California, with no budget and with its cold, hard cash quickly leaving the building, could soon resort to drafting taxpayers as less-than-volunteer lenders to the state, or worse.
As S&P wrote in cutting $46 billion worth of California’s general-obligation debt from A+ to A today, the state could have trouble meeting basic obligations by February (which is now). Further, California is “effectively removing cash from the economy at this time, including delaying more than $2.7 billion in personal and corporate tax returns.”
The San Jose Mercury News and other publications report that if California can’t find a solution by March, state controller John Chiang “would have to delay another, presumably larger batch of payments. Sometime after that — Chiang and others aren’t ready to predict when — the state may have to issue IOUs to vendors, taxpayers and other recipients of state funds.”

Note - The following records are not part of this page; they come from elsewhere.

//! Address records (A, AAAA).

use super::RDataType;
use crate::error::{Error, Result};
use crate::rtype::RecordType;
use crate::wire::{WireReader, WireWriter};
use serde::{Deserialize, Serialize};
use std::fmt;
use std::net::{Ipv4Addr, Ipv6Addr};

fn read_octets<const N: usize>(reader: &mut WireReader<'_>, rtype: &str) -> Result<[u8; N]> {
    let actual = reader.remaining();
    if actual != N {
        return Err(Error::RDataLengthMismatch {
            rtype: rtype.to_string(),
            expected: N,
            actual,
        });
    }
    let mut octets = [0u8; N];
    octets.copy_from_slice(reader.read_bytes(N)?);
    Ok(octets)
}

/// IPv4 address (RFC 1035). RDATA is the four address octets.
#[derive(Debug, Clone, Copy, PartialEq, Eq, Hash, Serialize, Deserialize)]
pub struct A {
    address: Ipv4Addr,
}

impl A {
    /// Creates a new A record.
    #[inline]
    pub const fn new(address: Ipv4Addr) -> Self {
        Self { address }
    }

    /// Returns the IPv4 address.
    #[inline]
    pub const fn address(&self) -> Ipv4Addr {
        self.address
    }
}

impl RDataType for A {
    const TYPE: RecordType = RecordType::A;

    fn decode(reader: &mut WireReader<'_>) -> Result<Self> {
        read_octets::<4>(reader, "A").map(|o| Self::new(Ipv4Addr::from(o)))
    }

    fn encode(&self, writer: &mut WireWriter) -> Result<()> {
        writer.write_bytes(&self.address.octets());
        Ok(())
    }
}

impl From<Ipv4Addr> for A {
    fn from(address: Ipv4Addr) -> Self {
        Self::new(address)
    }
}

impl fmt::Display for A {
    fn fmt(&self, f: &mut fmt::Formatter<'_>) -> fmt::Result {
        write!(f, "{}", self.address)
    }
}

/// IPv6 address (RFC 3596). RDATA is the sixteen address octets.
#[derive(Debug, Clone, Copy, PartialEq, Eq, Hash, Serialize, Deserialize)]
pub struct AAAA {
    address: Ipv6Addr,
}

impl AAAA {
    /// Creates a new AAAA record.
    #[inline]
    pub const fn new(address: Ipv6Addr) -> Self {
        Self { address }
    }

    /// Returns the IPv6 address.
    #[inline]
    pub const fn address(&self) -> Ipv6Addr {
        self.address
    }
}

impl RDataType for AAAA {
    const TYPE: RecordType = RecordType::AAAA;

    fn decode(reader: &mut WireReader<'_>) -> Result<Self> {
        read_octets::<16>(reader, "AAAA").map(|o| Self::new(Ipv6Addr::from(o)))
    }

    fn encode(&self, writer: &mut WireWriter) -> Result<()> {
        writer.write_bytes(&self.address.octets());
        Ok(())
    }
}

impl From<Ipv6Addr> for AAAA {
    fn from(address: Ipv6Addr) -> Self {
        Self::new(address)
    }
}

impl fmt::Display for AAAA {
    fn fmt(&self, f: &mut fmt::Formatter<'_>) -> fmt::Result {
        write!(f, "{}", self.address)
    }
}
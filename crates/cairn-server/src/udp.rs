//! UDP server implementation.

use super::handler::{QueryContext, QueryHandler, Respond};
use super::{Protocol, Result};
use async_trait::async_trait;
use bytes::Bytes;
use cairn_proto::{Message, MAX_UDP_MESSAGE_SIZE};
use socket2::{Domain, Socket, Type};
use std::net::SocketAddr;
use std::sync::Arc;
use tokio::net::UdpSocket;
use tracing::{debug, error, info, trace};

/// UDP DNS server.
pub struct UdpServer {
    socket: Arc<UdpSocket>,
    handler: Arc<dyn QueryHandler>,
    local_addr: SocketAddr,
}

impl UdpServer {
    /// Binds a new UDP server to the given address.
    pub async fn bind(addr: SocketAddr, handler: Arc<dyn QueryHandler>) -> Result<Self> {
        let domain = if addr.is_ipv4() {
            Domain::IPV4
        } else {
            Domain::IPV6
        };

        let socket = Socket::new(domain, Type::DGRAM, None)?;
        socket.set_reuse_address(true)?;
        socket.set_nonblocking(true)?;
        socket.bind(&addr.into())?;

        let std_socket: std::net::UdpSocket = socket.into();
        let socket = UdpSocket::from_std(std_socket)?;
        let local_addr = socket.local_addr()?;

        info!(addr = %local_addr, "UDP server listening");

        Ok(Self {
            socket: Arc::new(socket),
            handler,
            local_addr,
        })
    }

    /// Returns the local address.
    pub fn local_addr(&self) -> SocketAddr {
        self.local_addr
    }

    /// Runs the UDP server.
    pub async fn run(&self) -> Result<()> {
        let mut buf = vec![0u8; 65535];

        loop {
            match self.socket.recv_from(&mut buf).await {
                Ok((len, src)) => {
                    let data = Bytes::copy_from_slice(&buf[..len]);
                    let socket = self.socket.clone();
                    let handler = self.handler.clone();

                    tokio::spawn(async move {
                        process_query(socket, handler, data, src).await;
                    });
                }
                Err(e) => {
                    error!(error = %e, "Error receiving UDP packet");
                }
            }
        }
    }
}

/// Sends each response as one datagram, truncated to the client's limit.
struct UdpResponder {
    socket: Arc<UdpSocket>,
    peer: SocketAddr,
    max_size: usize,
}

#[async_trait]
impl Respond for UdpResponder {
    async fn respond(&mut self, response: Message, _keep_open: bool) -> Result<()> {
        let wire = response.truncated(self.max_size)?;
        self.socket.send_to(&wire, self.peer).await?;
        Ok(())
    }
}

/// Largest response the client accepts over UDP.
fn max_response_size(query: &Message) -> usize {
    query
        .edns()
        .map_or(MAX_UDP_MESSAGE_SIZE, |edns| usize::from(edns.udp_size))
        .max(MAX_UDP_MESSAGE_SIZE)
}

async fn process_query(
    socket: Arc<UdpSocket>,
    handler: Arc<dyn QueryHandler>,
    data: Bytes,
    src: SocketAddr,
) {
    let query = match Message::parse(&data) {
        Ok(msg) => msg,
        Err(e) => {
            trace!(error = %e, client = %src, "Dropping malformed UDP query");
            return;
        }
    };
    if query.header.is_response() {
        trace!(client = %src, "Dropping UDP response packet");
        return;
    }

    let mut responder = UdpResponder {
        socket,
        peer: src,
        max_size: max_response_size(&query),
    };
    let ctx = QueryContext::new(src, Protocol::Udp);
    handler.handle(query, &mut responder, ctx).await;
    debug!(client = %src, "UDP query handled");
}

But tax refund money belongs to the taxpayer, not the state. Delaying what is really just an adjustment of an inadvertent overpayment by the taxpayer as a cash-management technique amounts to California’s forcing its taxpayers to invest in the state’s debt at a zero-percent interest rate.
Issuing IOUs to taxpayers instead of sending out cash would formalize this compulsory taxpayer lending.

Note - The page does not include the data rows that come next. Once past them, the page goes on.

//! # Cairn DNS Protocol Library
//!
//! Wire format parsing and serialization for an authoritative DNS server,
//! following RFC 1035 with the EDNS(0) (RFC 6891) and Client Subnet
//! (RFC 7871) extensions.
//!
//! ## Layers
//!
//! - **Bit cursors** ([`wire`]): sub-byte reads and writes for header fields
//! - **Names** ([`name`]): label encoding with compression-pointer decoding
//! - **Messages** ([`message`]): header, questions and the three record sections
//! - **RDATA** ([`rdata`]): one variant per supported record type, with an
//!   opaque fallback for everything else
//! - **EDNS** ([`edns`]): the OPT pseudo-record and its option sub-codec
//!
//! ## Example
//!
//! ```rust,ignore
//! use cairn_proto::{Message, Question, Name, RecordType, RecordClass};
//!
//! let query = Message::query(
//!     0x1234,
//!     Question::new(Name::from_str("example.com.")?, RecordType::A, RecordClass::IN),
//! );
//! let wire = query.to_wire()?;
//! let parsed = Message::parse(&wire)?;
//! ```

#![cfg_attr(docsrs, feature(doc_cfg))]
#![warn(missing_docs)]
#![warn(clippy::all)]
#![warn(clippy::pedantic)]
#![allow(clippy::module_name_repetitions)]
#![allow(clippy::cast_possible_truncation)]

pub mod class;
pub mod edns;
pub mod error;
pub mod header;
pub mod message;
pub mod name;
pub mod opcode;
pub mod question;
pub mod rcode;
pub mod rdata;
pub mod record;
pub mod rtype;
pub mod wire;

// Re-exports for convenience
pub use class::{Class, RecordClass};
pub use edns::{ClientSubnet, Edns, EdnsOption};
pub use error::{Error, Result};
pub use header::{Header, HeaderFlags};
pub use message::Message;
pub use name::Name;
pub use opcode::OpCode;
pub use question::Question;
pub use rcode::ResponseCode;
pub use rdata::RData;
pub use record::ResourceRecord;
pub use rtype::{RecordType, Type};

/// Maximum length of a DNS label (63 bytes per RFC 1035)
pub const MAX_LABEL_LENGTH: usize = 63;

/// Maximum length of a domain name (255 bytes per RFC 1035)
pub const MAX_NAME_LENGTH: usize = 255;

/// Maximum size of a UDP DNS message without EDNS0 (512 bytes per RFC 1035)
pub const MAX_UDP_MESSAGE_SIZE: usize = 512;

/// Default EDNS0 UDP payload size advertised in responses.
pub const DEFAULT_EDNS_UDP_SIZE: u16 = 1232;

/// Maximum size of a DNS message carried over TCP.
pub const MAX_TCP_MESSAGE_SIZE: usize = 65535;

/// DNS port (53)
pub const DNS_PORT: u16 = 53;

Either that, or issuing IOUs would seem to come dangerously close to printing currency, a right that belongs to the U.S. Treasury.
Of course, lots of small towns issued their own black-market scrip in the Great Depression when banks failed and cash dried up. They had no other way of paying their workers, and cash-poor citizens got tired of bartering among themselves.
Even apart from Constitutional and legal questions, it doesn’t seem like a wonderful idea for the largest state in the Union to take up this precedent.